Ils incendièrent la résidence de Ryuzo
et voulurent le punir, mais il prit rapidement la fuite et personne ne
savait plus où il se trouvait. Maintenant, il réapparaît
à Kamakura, mangeant à
nouveau de la chair humaine, et faisant trembler de frayeur
les personnes de bon sens. Pourtant, vous dites que vous le respectez
comme un bouddha ou un bodhisattva.
Lettre de pétition
de Yorimoto (Minobu,
le 25 juin 1277, requête au seigneur Ema au nom de Shijo Kingo)
La situation
d'aujourd'hui me semble particulièrement attristante. Depuis quelques
années, au Japon, la famine s'aggrave, les réserves de nourriture
et de vêtements sont épuisées. Tous les animaux domestiques
ayant été mangés, on voit apparaître des gens
qui se nourrissent de chair humaine. Certains arrachent la chair des cadavres,
des enfants et des malades, la mélangent avec du poisson ou de
la viande de daim, et la vendent. Les gens achètent cette mixture
et la mangent. Ainsi, ce pays est devenu à son insu la demeure
des démons maléfiques
Pas de sécurité
dans le Monde des trois plans (Minobu,
13 février 1278 à Matsuno Rokuro Zaemon)
Ses habitants
[ceux du Japon] sont comparables à ceux qui vivaient à l'époque
des Derniers jours du Dharma du bouddha
Daishogon, ou à l'époque
impure du bouddha Shishionno*.
Ou, si l'on doit en croire ce qui est mentionné dans le sutra Ho'on,
les gens mangeront non seulement la chair de leurs propres parents, frères
ou sœurs défunts, ou de n'importe quel autre mort, mais aussi
des créatures encore vivantes.
Le Japon, de nos jours, est devenu précisément un pays de
ce genre. Nombreux sont ceux qui, parmi les maîtres du Shingon,
les adeptes du Zen ou du Ritsu,
y mangent de la chair humaine. Cela est entièrement dû aux
enseignements erronés du Shingon.
Le moine Ryuzo-bo, dont on a découvert
qu'il avait mangé de la chair humaine, est un cas parmi une multitude
d'autres. Dans le même esprit que lui, d'autres se procurent de
la chair humaine et la mélangent à de la viande de sanglier
ou de cerf, ou la découpent et la mêlent à du poisson
ou à de la volaille, la broient, la nettoient, puis la vendent.
Il est impossible de dire exactement combien de gens se sont ainsi livrés
à l'anthropophagie.
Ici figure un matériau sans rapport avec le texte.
use std::io;
use std::net::SocketAddr;

use thiserror::Error;
use tokio::task::JoinError;

use crate::config::ConfigError;

use super::ConnectionId;

#[derive(Debug, Error)]
pub enum SocketError {
    #[error("failed to create socket: {0}")]
    Create(#[source] io::Error),
    #[error("failed to bind {addr}: {source}")]
    Bind {
        addr: SocketAddr,
        #[source]
        source: io::Error,
    },
    #[error("failed to listen: {0}")]
    Listen(#[source] io::Error),
    #[error("failed to connect to {addr}: {source}")]
    Connect {
        addr: SocketAddr,
        #[source]
        source: io::Error,
    },
    #[error("failed to accept connection: {0}")]
    Accept(#[source] io::Error),
    #[error("invalid address: {0}")]
    Address(String),
    #[error("failed to send data: {0}")]
    Send(#[source] io::Error),
    #[error("incomplete send: {sent} of {expected} bytes written")]
    ShortWrite { sent: usize, expected: usize },
    #[error("failed to receive data: {0}")]
    Receive(#[source] io::Error),
}

#[derive(Debug, Error)]
pub enum RegistryError {
    #[error("connection {0} is already registered")]
    DuplicateId(ConnectionId),
    #[error("connection {0} is not registered")]
    NotFound(ConnectionId),
    #[error(transparent)]
    Worker(#[from] WorkerError),
}

#[derive(Debug, Error)]
pub enum WorkerError {
    #[error("failed to start worker {name}: {reason}")]
    Create { name: String, reason: &'static str },
    #[error("worker {name} did not stop cleanly: {source}")]
    Cancel {
        name: String,
        #[source]
        source: JoinError,
    },
}

#[derive(Debug, Error)]
pub enum ServerError {
    #[error("invalid configuration: {0}")]
    Configuration(#[from] ConfigError),
    #[error(transparent)]
    Socket(#[from] SocketError),
    #[error(transparent)]
    Registry(#[from] RegistryError),
    #[error(transparent)]
    Worker(#[from] WorkerError),
}
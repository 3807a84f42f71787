use std::collections::HashMap;
use std::fmt;
use std::str::FromStr;
use std::sync::atomic::{AtomicU64, AtomicUsize, Ordering};
use std::sync::{Arc, Mutex, MutexGuard, PoisonError};
use std::time::Duration;

use tokio::time::{self, Instant};
use tracing::{Instrument, debug, error, info_span, warn};

use super::connection::{BYE, Connection, CycleTiming};
use super::error::RegistryError;
use super::socket::Socket;
use super::worker::{JoinOutcome, Worker};

const FORCED_BYE_TIMEOUT: Duration = Duration::from_millis(200);

#[derive(Debug, Clone, Copy, PartialEq, Eq, Hash, PartialOrd, Ord)]
pub struct ConnectionId(u64);

impl ConnectionId {
    pub fn get(self) -> u64 {
        self.0
    }
}

impl fmt::Display for ConnectionId {
    fn fmt(&self, f: &mut fmt::Formatter<'_>) -> fmt::Result {
        self.0.fmt(f)
    }
}

/// Where connection identifiers come from.
///
/// `Descriptor` reuses the accepted socket's OS handle, which is unique only
/// among open sockets. The record keeps its socket open until removal, so a
/// live entry cannot collide; identifiers do repeat over the process
/// lifetime. `Sequential` draws from a registry-wide counter instead.
#[derive(Debug, Clone, Copy, Default, PartialEq, Eq)]
pub enum IdPolicy {
    #[default]
    Descriptor,
    Sequential,
}

impl FromStr for IdPolicy {
    type Err = ();

    fn from_str(raw: &str) -> Result<Self, Self::Err> {
        match raw.to_ascii_lowercase().as_str() {
            "descriptor" | "fd" => Ok(IdPolicy::Descriptor),
            "sequential" => Ok(IdPolicy::Sequential),
            _ => Err(()),
        }
    }
}

#[derive(Debug, Clone, Copy, Default)]
pub struct RegistrySettings {
    pub timing: CycleTiming,
    pub id_policy: IdPolicy,
}

/// Totals of a [`Registry::shutdown`] pass.
#[derive(Debug, Clone, Copy, Default, PartialEq, Eq)]
pub struct ShutdownReport {
    pub drained: usize,
    pub stopped: usize,
    pub aborted: usize,
    pub failed: usize,
}

struct ConnectionRecord {
    worker: Worker,
    socket: Arc<Socket>,
}

impl Drop for ConnectionRecord {
    fn drop(&mut self) {
        // The worker must stop before the socket handle is released.
        self.worker.cancel();
    }
}

/// Active connections keyed by identifier.
///
/// Inserts and removals are serialized by one lock. [`Registry::count`]
/// reads a mirror of the map length without locking, so it is only an
/// advisory snapshot.
pub struct Registry {
    connections: Mutex<HashMap<ConnectionId, ConnectionRecord>>,
    len: AtomicUsize,
    next_id: AtomicU64,
    settings: RegistrySettings,
}

impl Registry {
    pub fn new(settings: RegistrySettings) -> Self {
        Self {
            connections: Mutex::new(HashMap::new()),
            len: AtomicUsize::new(0),
            next_id: AtomicU64::new(1),
            settings,
        }
    }

    /// Registers `socket` and starts its connection worker.
    pub fn create(self: &Arc<Self>, socket: Socket) -> Result<ConnectionId, RegistryError> {
        let id = self.allocate_id(&socket);
        self.admit(id, socket)
    }

    /// Removes the record for `id`, cancelling its worker.
    pub fn destroy(&self, id: ConnectionId) -> Result<(), RegistryError> {
        let record = {
            let mut connections = self.lock();
            let record = connections
                .remove(&id)
                .ok_or(RegistryError::NotFound(id))?;
            self.len.store(connections.len(), Ordering::Release);
            record
        };
        drop(record);

        debug!(id = %id, "connection deregistered");
        Ok(())
    }

    pub fn count(&self) -> usize {
        self.len.load(Ordering::Relaxed)
    }

    pub fn contains(&self, id: ConnectionId) -> bool {
        self.lock().contains_key(&id)
    }

    pub fn ids(&self) -> Vec<ConnectionId> {
        let mut ids: Vec<_> = self.lock().keys().copied().collect();
        ids.sort_unstable();
        ids
    }

    /// Cancels every registered connection and waits up to `grace` in total
    /// for their workers. Workers still running afterwards are aborted and
    /// their clients get a best-effort `BYE`.
    pub async fn shutdown(&self, grace: Duration) -> ShutdownReport {
        let mut records: Vec<(ConnectionId, ConnectionRecord)> = {
            let mut connections = self.lock();
            let drained = connections.drain().collect();
            self.len.store(0, Ordering::Release);
            drained
        };

        let mut report = ShutdownReport {
            drained: records.len(),
            ..ShutdownReport::default()
        };
        if records.is_empty() {
            return report;
        }

        for (_, record) in &records {
            record.worker.cancel();
        }

        let deadline = Instant::now() + grace;
        for (id, record) in &mut records {
            let remaining = deadline.saturating_duration_since(Instant::now());
            match record.worker.join(remaining).await {
                Ok(JoinOutcome::Completed | JoinOutcome::NotStarted) => report.stopped += 1,
                Ok(JoinOutcome::Aborted) => {
                    report.aborted += 1;
                    say_bye(&record.socket).await;
                }
                Err(err) => {
                    error!(id = %id, error = %err, "connection worker failed during shutdown");
                    report.failed += 1;
                    say_bye(&record.socket).await;
                }
            }
        }

        debug!(?report, "registry drained");
        report
    }

    fn admit(
        self: &Arc<Self>,
        id: ConnectionId,
        socket: Socket,
    ) -> Result<ConnectionId, RegistryError> {
        let socket = Arc::new(socket);
        let span = info_span!("connection", id = %id, peer = %socket.peer_addr());

        let mut connections = self.lock();
        if connections.contains_key(&id) {
            warn!(id = %id, "identifier already registered");
            return Err(RegistryError::DuplicateId(id));
        }

        // Started under the lock so the worker never sees its own record missing.
        let mut worker = Worker::new(format!("connection-{id}"));
        let connection = Connection::new(id, socket.clone(), self.clone(), self.settings.timing);
        worker.run(move |token| connection.run(token).instrument(span))?;

        connections.insert(id, ConnectionRecord { worker, socket });
        self.len.store(connections.len(), Ordering::Release);

        debug!(id = %id, "connection registered");
        Ok(id)
    }

    fn allocate_id(&self, socket: &Socket) -> ConnectionId {
        match self.settings.id_policy {
            IdPolicy::Descriptor => ConnectionId(socket.identifier_seed()),
            IdPolicy::Sequential => ConnectionId(self.next_id.fetch_add(1, Ordering::Relaxed)),
        }
    }

    fn lock(&self) -> MutexGuard<'_, HashMap<ConnectionId, ConnectionRecord>> {
        // Every critical section leaves the map consistent, so a poisoned
        // lock is still safe to use.
        self.connections.lock().unwrap_or_else(PoisonError::into_inner)
    }
}

impl Default for Registry {
    fn default() -> Self {
        Self::new(RegistrySettings::default())
    }
}

async fn say_bye(socket: &Socket) {
    if socket.is_connected().await {
        let _ = time::timeout(FORCED_BYE_TIMEOUT, socket.send(BYE)).await;
    }
}
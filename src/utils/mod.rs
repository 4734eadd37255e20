//! The `utils` module provides shared definitions used across `hashtag-feed`:
//! the error types every component reports, logging setup, and lock helpers.

pub mod error;
pub mod logging;

use std::sync::{Mutex, MutexGuard, PoisonError, RwLock, RwLockReadGuard, RwLockWriteGuard};

pub use error::{ConnectionError, InvalidTopic, PublishError, SubscribeError, TransportError};

// A panic while a lock is held never leaves the guarded state half-written
// in this crate, so poisoned locks are recovered rather than propagated.

pub(crate) fn lock<T>(mutex: &Mutex<T>) -> MutexGuard<'_, T> {
    mutex.lock().unwrap_or_else(PoisonError::into_inner)
}

pub(crate) fn read<T>(lock: &RwLock<T>) -> RwLockReadGuard<'_, T> {
    lock.read().unwrap_or_else(PoisonError::into_inner)
}

pub(crate) fn write<T>(lock: &RwLock<T>) -> RwLockWriteGuard<'_, T> {
    lock.write().unwrap_or_else(PoisonError::into_inner)
}

#[cfg(test)]
mod tests;
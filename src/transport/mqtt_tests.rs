use std::time::{Duration, Instant};

use tokio::io::{AsyncReadExt, AsyncWriteExt};
use tokio::net::{TcpListener, TcpStream};
use tokio::sync::mpsc;

use super::mqtt::MqttTransport;
use super::{BrokerEndpoint, EventReceiver, Transport, TransportEvent};
use crate::utils::{ConnectionError, TransportError};

const CONNECT: u8 = 0x10;
const CONNACK: [u8; 4] = [0x20, 0x02, 0x00, 0x00];
const PUBLISH: u8 = 0x30;
const SUBSCRIBE: u8 = 0x82;
const UNSUBSCRIBE: u8 = 0xA2;
const DISCONNECT: u8 = 0xE0;

/// One MQTT control packet as seen by the fake broker.
#[derive(Debug, Clone)]
struct Packet {
    kind: u8,
    body: Vec<u8>,
}

impl Packet {
    fn carries(&self, needle: &[u8]) -> bool {
        self.body.windows(needle.len()).any(|w| w == needle)
    }
}

async fn read_packet(stream: &mut TcpStream) -> Option<Packet> {
    let kind = stream.read_u8().await.ok()?;
    let mut remaining = 0usize;
    let mut shift = 0;
    loop {
        let byte = stream.read_u8().await.ok()?;
        remaining |= ((byte & 0x7f) as usize) << shift;
        if byte & 0x80 == 0 {
            break;
        }
        shift += 7;
    }
    let mut body = vec![0u8; remaining];
    stream.read_exact(&mut body).await.ok()?;
    Some(Packet { kind, body })
}

fn publish_packet(topic: &str, payload: &[u8]) -> Vec<u8> {
    let mut packet = vec![PUBLISH, (2 + topic.len() + payload.len()) as u8];
    packet.extend_from_slice(&(topic.len() as u16).to_be_bytes());
    packet.extend_from_slice(topic.as_bytes());
    packet.extend_from_slice(payload);
    packet
}

/// Accepts one client, acknowledges its CONNECT and reports every later
/// packet. Subscriptions are acknowledged and answered with one publish on
/// the subscribed topic. Hangs up after DISCONNECT.
async fn fake_broker(listener: TcpListener, seen: mpsc::UnboundedSender<Packet>) {
    let (mut stream, _) = listener.accept().await.unwrap();
    let connect = read_packet(&mut stream).await.expect("CONNECT");
    assert_eq!(connect.kind, CONNECT);
    stream.write_all(&CONNACK).await.unwrap();

    while let Some(packet) = read_packet(&mut stream).await {
        match packet.kind {
            SUBSCRIBE => {
                let pkid = [packet.body[0], packet.body[1]];
                // Replies may race the client's DISCONNECT; losing them is fine.
                let _ = stream
                    .write_all(&[0x90, 0x03, pkid[0], pkid[1], 0x00])
                    .await;
                let _ = stream
                    .write_all(&publish_packet("feeds/Sports", b"user2: goal!"))
                    .await;
            }
            UNSUBSCRIBE => {
                let pkid = [packet.body[0], packet.body[1]];
                let _ = stream.write_all(&[0xB0, 0x02, pkid[0], pkid[1]]).await;
            }
            _ => {}
        }
        let done = packet.kind == DISCONNECT;
        let _ = seen.send(packet);
        if done {
            break;
        }
    }
}

async fn bind() -> (TcpListener, BrokerEndpoint) {
    let listener = TcpListener::bind("127.0.0.1:0").await.expect("Can't bind");
    let port = listener.local_addr().unwrap().port();
    let mut endpoint = BrokerEndpoint::new("127.0.0.1", port);
    endpoint.connect_timeout = Duration::from_secs(1);
    endpoint.reconnect_delay = Duration::from_millis(50);
    (listener, endpoint)
}

async fn next_event(rx: &mut EventReceiver) -> TransportEvent {
    tokio::time::timeout(Duration::from_secs(5), rx.recv())
        .await
        .expect("timed out waiting for transport event")
        .expect("event channel closed")
}

async fn next_packet(rx: &mut mpsc::UnboundedReceiver<Packet>) -> Packet {
    tokio::time::timeout(Duration::from_secs(5), rx.recv())
        .await
        .expect("timed out waiting for packet")
        .expect("broker stopped")
}

#[tokio::test]
async fn test_mqtt_requests_reach_the_broker() {
    let (listener, endpoint) = bind().await;
    let (seen_tx, mut seen) = mpsc::unbounded_channel();
    tokio::spawn(fake_broker(listener, seen_tx));

    let transport = MqttTransport::new("follower-1");
    let (tx, mut rx) = mpsc::unbounded_channel();
    transport.connect(&endpoint, tx).unwrap();
    assert_eq!(next_event(&mut rx).await, TransportEvent::Connected);

    transport.subscribe("feeds/Sports").unwrap();
    let packet = next_packet(&mut seen).await;
    assert_eq!(packet.kind, SUBSCRIBE);
    assert!(packet.carries(b"feeds/Sports"));

    assert_eq!(
        next_event(&mut rx).await,
        TransportEvent::Message {
            topic: "feeds/Sports".into(),
            payload: b"user2: goal!".to_vec(),
        }
    );

    transport.publish("feeds/News", b"user1: hello").unwrap();
    let packet = next_packet(&mut seen).await;
    assert_eq!(packet.kind, PUBLISH);
    assert!(packet.carries(b"feeds/News"));
    assert!(packet.carries(b"user1: hello"));

    transport.disconnect().unwrap();
}

#[tokio::test]
async fn test_mqtt_disconnect_flushes_queued_requests() {
    for round in 0..5 {
        let (listener, endpoint) = bind().await;
        let (seen_tx, mut seen) = mpsc::unbounded_channel();
        let broker = tokio::spawn(fake_broker(listener, seen_tx));

        let transport = MqttTransport::new(format!("follower-{round}"));
        let (tx, mut rx) = mpsc::unbounded_channel();
        transport.connect(&endpoint, tx).unwrap();
        assert_eq!(next_event(&mut rx).await, TransportEvent::Connected);

        // Queued back to back, as a shutdown right after following does.
        transport.subscribe("feeds/Sports").unwrap();
        transport.unsubscribe("feeds/Sports").unwrap();
        transport.disconnect().unwrap();

        tokio::time::timeout(Duration::from_secs(5), broker)
            .await
            .expect("broker never saw DISCONNECT")
            .unwrap();
        let mut kinds = Vec::new();
        while let Ok(packet) = seen.try_recv() {
            kinds.push(packet.kind);
        }
        assert_eq!(
            kinds,
            vec![SUBSCRIBE, UNSUBSCRIBE, DISCONNECT],
            "round {round}"
        );
        assert_eq!(transport.subscribe("feeds/Sports"), Err(TransportError::Closed));
    }
}

#[tokio::test]
async fn test_mqtt_connect_timeout_is_configured() {
    let (listener, endpoint) = bind().await;
    // Accepts the TCP connection but never answers CONNECT.
    tokio::spawn(async move {
        let mut held = Vec::new();
        while let Ok((stream, _)) = listener.accept().await {
            held.push(stream);
        }
    });

    let transport = MqttTransport::new("slow-broker");
    let (tx, mut rx) = mpsc::unbounded_channel();
    let started = Instant::now();
    transport.connect(&endpoint, tx).unwrap();

    assert!(matches!(
        next_event(&mut rx).await,
        TransportEvent::Disconnected { .. }
    ));
    let waited = started.elapsed();
    assert!(waited < Duration::from_secs(3), "waited {waited:?}");

    transport.disconnect().unwrap();
}

#[tokio::test]
async fn test_mqtt_requests_fail_outside_a_connection() {
    let (listener, endpoint) = bind().await;
    drop(listener);

    let transport = MqttTransport::new("offline");
    assert_eq!(
        transport.publish("feeds/Sports", b"x"),
        Err(TransportError::NotConnected)
    );

    let (tx, _rx) = mpsc::unbounded_channel();
    transport.connect(&endpoint, tx).unwrap();
    assert_eq!(
        transport.subscribe("feeds/Sports"),
        Err(TransportError::NotConnected)
    );

    transport.disconnect().unwrap();
    transport.disconnect().unwrap();
    assert_eq!(
        transport.unsubscribe("feeds/Sports"),
        Err(TransportError::Closed)
    );
    let (tx, _rx) = mpsc::unbounded_channel();
    assert_eq!(transport.connect(&endpoint, tx), Err(ConnectionError::Closed));
}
De tels faits indiquent que
le pays a été abandonné par les divinités
célestes qui veillaient sur lui et le protégeaient. Pour
finir, le pays sera attaqué par des nations étrangères,
ses habitants en viendront à se battre entre eux, et il se changera
en véritable enfer des souffrances incessantes.